Collected data
════════
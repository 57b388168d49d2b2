//! Tests for `AppError` → HTTP response mapping.
//!
//! These call `IntoResponse` directly and need no server or database.

use axum::http::StatusCode;
use axum::response::IntoResponse;
use educ_api::error::AppError;
use educ_core::error::CoreError;
use educ_llm::LlmError;
use http_body_util::BodyExt;
use validator::Validate;

async fn error_to_response(err: AppError) -> (StatusCode, serde_json::Value) {
    let response = err.into_response();
    let status = response.status();
    let bytes = response.into_body().collect().await.unwrap().to_bytes();
    let json: serde_json::Value = serde_json::from_slice(&bytes).unwrap();
    (status, json)
}

// ---------------------------------------------------------------------------
// CoreError variants
// ---------------------------------------------------------------------------

#[tokio::test]
async fn not_found_error_returns_404() {
    let err = AppError::Core(CoreError::NotFound {
        entity: "Student",
        id: 42,
    });

    let (status, json) = error_to_response(err).await;

    assert_eq!(status, StatusCode::NOT_FOUND);
    assert_eq!(json["code"], "NOT_FOUND");
    assert_eq!(json["error"], "Student with id 42 not found");
}

#[tokio::test]
async fn validation_error_returns_400() {
    let err = AppError::Core(CoreError::Validation("score must be between 0 and 20".into()));

    let (status, json) = error_to_response(err).await;

    assert_eq!(status, StatusCode::BAD_REQUEST);
    assert_eq!(json["code"], "VALIDATION_ERROR");
    assert_eq!(json["error"], "score must be between 0 and 20");
}

#[tokio::test]
async fn conflict_error_returns_409() {
    let err = AppError::Core(CoreError::Conflict("Period T1 is locked".into()));

    let (status, json) = error_to_response(err).await;

    assert_eq!(status, StatusCode::CONFLICT);
    assert_eq!(json["code"], "CONFLICT");
}

#[tokio::test]
async fn unauthorized_error_returns_401() {
    let err = AppError::Core(CoreError::Unauthorized("Missing Authorization header".into()));

    let (status, json) = error_to_response(err).await;

    assert_eq!(status, StatusCode::UNAUTHORIZED);
    assert_eq!(json["code"], "UNAUTHORIZED");
}

#[tokio::test]
async fn forbidden_error_returns_403() {
    let err = AppError::Core(CoreError::Forbidden("Not your establishment".into()));

    let (status, json) = error_to_response(err).await;

    assert_eq!(status, StatusCode::FORBIDDEN);
    assert_eq!(json["code"], "FORBIDDEN");
    assert_eq!(json["error"], "Not your establishment");
}

#[tokio::test]
async fn upstream_error_returns_502() {
    let err = AppError::Core(CoreError::Upstream("model down".into()));

    let (status, json) = error_to_response(err).await;

    assert_eq!(status, StatusCode::BAD_GATEWAY);
    assert_eq!(json["code"], "UPSTREAM_ERROR");
}

#[tokio::test]
async fn internal_core_error_is_sanitized() {
    let err = AppError::Core(CoreError::Internal("connection string leaked".into()));

    let (status, json) = error_to_response(err).await;

    assert_eq!(status, StatusCode::INTERNAL_SERVER_ERROR);
    assert_eq!(json["code"], "INTERNAL_ERROR");
    assert_eq!(json["error"], "An internal error occurred");
}

// ---------------------------------------------------------------------------
// HTTP-specific and converted errors
// ---------------------------------------------------------------------------

#[tokio::test]
async fn bad_request_error_returns_400() {
    let err = AppError::BadRequest("expected a JSON object".into());

    let (status, json) = error_to_response(err).await;

    assert_eq!(status, StatusCode::BAD_REQUEST);
    assert_eq!(json["code"], "BAD_REQUEST");
    assert_eq!(json["error"], "expected a JSON object");
}

#[tokio::test]
async fn row_not_found_returns_404() {
    let (status, json) = error_to_response(AppError::Database(sqlx::Error::RowNotFound)).await;

    assert_eq!(status, StatusCode::NOT_FOUND);
    assert_eq!(json["code"], "NOT_FOUND");
}

#[tokio::test]
async fn pool_timeout_returns_sanitized_500() {
    let (status, json) = error_to_response(AppError::Database(sqlx::Error::PoolTimedOut)).await;

    assert_eq!(status, StatusCode::INTERNAL_SERVER_ERROR);
    assert_eq!(json["error"], "An internal error occurred");
}

#[tokio::test]
async fn llm_rate_limit_returns_429() {
    let (status, json) = error_to_response(AppError::from(LlmError::RateLimited)).await;

    assert_eq!(status, StatusCode::TOO_MANY_REQUESTS);
    assert_eq!(json["code"], "RATE_LIMITED");
}

#[tokio::test]
async fn unconfigured_llm_returns_502() {
    let (status, json) = error_to_response(AppError::from(LlmError::NotConfigured)).await;

    assert_eq!(status, StatusCode::BAD_GATEWAY);
    assert_eq!(json["error"], "AI features are not configured");
}

#[tokio::test]
async fn llm_api_error_hides_provider_body() {
    let err = AppError::from(LlmError::ApiError {
        status: 500,
        body: "secret provider detail".into(),
    });

    let (status, json) = error_to_response(err).await;

    assert_eq!(status, StatusCode::BAD_GATEWAY);
    assert_eq!(json["error"], "Language model request failed");
}

#[derive(Validate)]
struct Score {
    #[validate(range(min = 0.0, max = 20.0))]
    score: f64,
}

#[tokio::test]
async fn validator_errors_become_validation_error() {
    let errors = Score { score: 25.0 }.validate().unwrap_err();

    let (status, json) = error_to_response(AppError::Core(CoreError::from(errors))).await;

    assert_eq!(status, StatusCode::BAD_REQUEST);
    assert_eq!(json["code"], "VALIDATION_ERROR");
    assert!(json["error"].as_str().unwrap().contains("score"));
}
//! Establishments, classes, subjects and students.

use serde::Serialize;
use sqlx::FromRow;
use educ_core::types::{DbId, Timestamp};

#[derive(Debug, Clone, FromRow, Serialize)]
pub struct Class {
    pub id: DbId,
    pub etablissement_id: DbId,
    pub name: String,
    pub level: Option<String>,
    pub created_at: Timestamp,
}

/// A row from the `matieres` table.
#[derive(Debug, Clone, FromRow, Serialize)]
pub struct Matiere {
    pub id: DbId,
    pub etablissement_id: DbId,
    pub name: String,
    pub coefficient: f64,
    pub created_at: Timestamp,
}

#[derive(Debug, Clone, FromRow, Serialize)]
pub struct Student {
    pub id: DbId,
    pub profile_id: DbId,
    pub etablissement_id: DbId,
    pub classe_id: Option<DbId>,
    pub matricule: Option<String>,
    pub created_at: Timestamp,
}

/// A student joined with its profile and class, as shown to parents.
#[derive(Debug, Clone, FromRow, Serialize)]
pub struct ChildSummary {
    pub student_id: DbId,
    pub profile_id: DbId,
    pub full_name: String,
    pub avatar_url: Option<String>,
    pub matricule: Option<String>,
    pub etablissement_id: DbId,
    pub classe_id: Option<DbId>,
    pub classe_name: Option<String>,
}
════════
Assigned task: Repeat every record exactly as written, please.

Completed exercise:
repository 57b388168d49d2b2
//! Tests for `AppError` → HTTP response mapping.
//!
//! These call `IntoResponse` directly and need no server or database.

use axum::http::StatusCode;
use axum::response::IntoResponse;
use educ_api::error::AppError;
use educ_core::error::CoreError;
use educ_llm::LlmError;
use http_body_util::BodyExt;
use validator::Validate;

async fn error_to_response(err: AppError) -> (StatusCode, serde_json::Value) {
    let response = err.into_response();
    let status = response.status();
    let bytes = response.into_body().collect().await.unwrap().to_bytes();
    let json: serde_json::Value = serde_json::from_slice(&bytes).unwrap();
    (status, json)
}

// ---------------------------------------------------------------------------
// CoreError variants
// ---------------------------------------------------------------------------

#[tokio::test]
async fn not_found_error_returns_404() {
    let err = AppError::Core(CoreError::NotFound {
        entity: "Student",
        id: 42,
    });

    let (status, json) = error_to_response(err).await;

    assert_eq!(status, StatusCode::NOT_FOUND);
    assert_eq!(json["code"], "NOT_FOUND");
    assert_eq!(json["error"], "Student with id 42 not found");
}

#[tokio::test]
async fn validation_error_returns_400() {
    let err = AppError::Core(CoreError::Validation("score must be between 0 and 20".into()));

    let (status, json) = error_to_response(err).await;

    assert_eq!(status, StatusCode::BAD_REQUEST);
    assert_eq!(json["code"], "VALIDATION_ERROR");
    assert_eq!(json["error"], "score must be between 0 and 20");
}

#[tokio::test]
async fn conflict_error_returns_409() {
    let err = AppError::Core(CoreError::Conflict("Period T1 is locked".into()));

    let (status, json) = error_to_response(err).await;

    assert_eq!(status, StatusCode::CONFLICT);
    assert_eq!(json["code"], "CONFLICT");
}

#[tokio::test]
async fn unauthorized_error_returns_401() {
    let err = AppError::Core(CoreError::Unauthorized("Missing Authorization header".into()));

    let (status, json) = error_to_response(err).await;

    assert_eq!(status, StatusCode::UNAUTHORIZED);
    assert_eq!(json["code"], "UNAUTHORIZED");
}

#[tokio::test]
async fn forbidden_error_returns_403() {
    let err = AppError::Core(CoreError::Forbidden("Not your establishment".into()));

    let (status, json) = error_to_response(err).await;

    assert_eq!(status, StatusCode::FORBIDDEN);
    assert_eq!(json["code"], "FORBIDDEN");
    assert_eq!(json["error"], "Not your establishment");
}

#[tokio::test]
async fn upstream_error_returns_502() {
    let err = AppError::Core(CoreError::Upstream("model down".into()));

    let (status, json) = error_to_response(err).await;

    assert_eq!(status, StatusCode::BAD_GATEWAY);
    assert_eq!(json["code"], "UPSTREAM_ERROR");
}

#[tokio::test]
async fn internal_core_error_is_sanitized() {
    let err = AppError::Core(CoreError::Internal("connection string leaked".into()));

    let (status, json) = error_to_response(err).await;

    assert_eq!(status, StatusCode::INTERNAL_SERVER_ERROR);
    assert_eq!(json["code"], "INTERNAL_ERROR");
    assert_eq!(json["error"], "An internal error occurred");
}

// ---------------------------------------------------------------------------
// HTTP-specific and converted errors
// ---------------------------------------------------------------------------

#[tokio::test]
async fn bad_request_error_returns_400() {
    let err = AppError::BadRequest("expected a JSON object".into());

    let (status, json) = error_to_response(err).await;

    assert_eq!(status, StatusCode::BAD_REQUEST);
    assert_eq!(json["code"], "BAD_REQUEST");
    assert_eq!(json["error"], "expected a JSON object");
}

#[tokio::test]
async fn row_not_found_returns_404() {
    let (status, json) = error_to_response(AppError::Database(sqlx::Error::RowNotFound)).await;

    assert_eq!(status, StatusCode::NOT_FOUND);
    assert_eq!(json["code"], "NOT_FOUND");
}

#[tokio::test]
async fn pool_timeout_returns_sanitized_500() {
    let (status, json) = error_to_response(AppError::Database(sqlx::Error::PoolTimedOut)).await;

    assert_eq!(status, StatusCode::INTERNAL_SERVER_ERROR);
    assert_eq!(json["error"], "An internal error occurred");
}

#[tokio::test]
async fn llm_rate_limit_returns_429() {
    let (status, json) = error_to_response(AppError::from(LlmError::RateLimited)).await;

    assert_eq!(status, StatusCode::TOO_MANY_REQUESTS);
    assert_eq!(json["code"], "RATE_LIMITED");
}

#[tokio::test]
async fn unconfigured_llm_returns_502() {
    let (status, json) = error_to_response(AppError::from(LlmError::NotConfigured)).await;

    assert_eq!(status, StatusCode::BAD_GATEWAY);
    assert_eq!(json["error"], "AI features are not configured");
}

#[tokio::test]
async fn llm_api_error_hides_provider_body() {
    let err = AppError::from(LlmError::ApiError {
        status: 500,
        body: "secret provider detail".into(),
    });

    let (status, json) = error_to_response(err).await;

    assert_eq!(status, StatusCode::BAD_GATEWAY);
    assert_eq!(json["error"], "Language model request failed");
}

#[derive(Validate)]
struct Score {
    #[validate(range(min = 0.0, max = 20.0))]
    score: f64,
}

#[tokio::test]
async fn validator_errors_become_validation_error() {
    let errors = Score { score: 25.0 }.validate().unwrap_err();

    let (status, json) = error_to_response(AppError::Core(CoreError::from(errors))).await;

    assert_eq!(status, StatusCode::BAD_REQUEST);
    assert_eq!(json["code"], "VALIDATION_ERROR");
    assert!(json["error"].as_str().unwrap().contains("score"));
}
//! Establishments, classes, subjects and students.

use serde::Serialize;
use sqlx::FromRow;
use educ_core::types::{DbId, Timestamp};

#[derive(Debug, Clone, FromRow, Serialize)]
pub struct Class {
    pub id: DbId,
    pub etablissement_id: DbId,
    pub name: String,
    pub level: Option<String>,
    pub created_at: Timestamp,
}

/// A row from the `matieres` table.
#[derive(Debug, Clone, FromRow, Serialize)]
pub struct Matiere {
    pub id: DbId,
    pub etablissement_id: DbId,
    pub name: String,
    pub coefficient: f64,
    pub created_at: Timestamp,
}

#[derive(Debug, Clone, FromRow, Serialize)]
pub struct Student {
    pub id: DbId,
    pub profile_id: DbId,
    pub etablissement_id: DbId,
    pub classe_id: Option<DbId>,
    pub matricule: Option<String>,
    pub created_at: Timestamp,
}

/// A student joined with its profile and class, as shown to parents.
#[derive(Debug, Clone, FromRow, Serialize)]
pub struct ChildSummary {
    pub student_id: DbId,
    pub profile_id: DbId,
    pub full_name: String,
    pub avatar_url: Option<String>,
    pub matricule: Option<String>,
    pub etablissement_id: DbId,
    pub classe_id: Option<DbId>,
    pub classe_name: Option<String>,
}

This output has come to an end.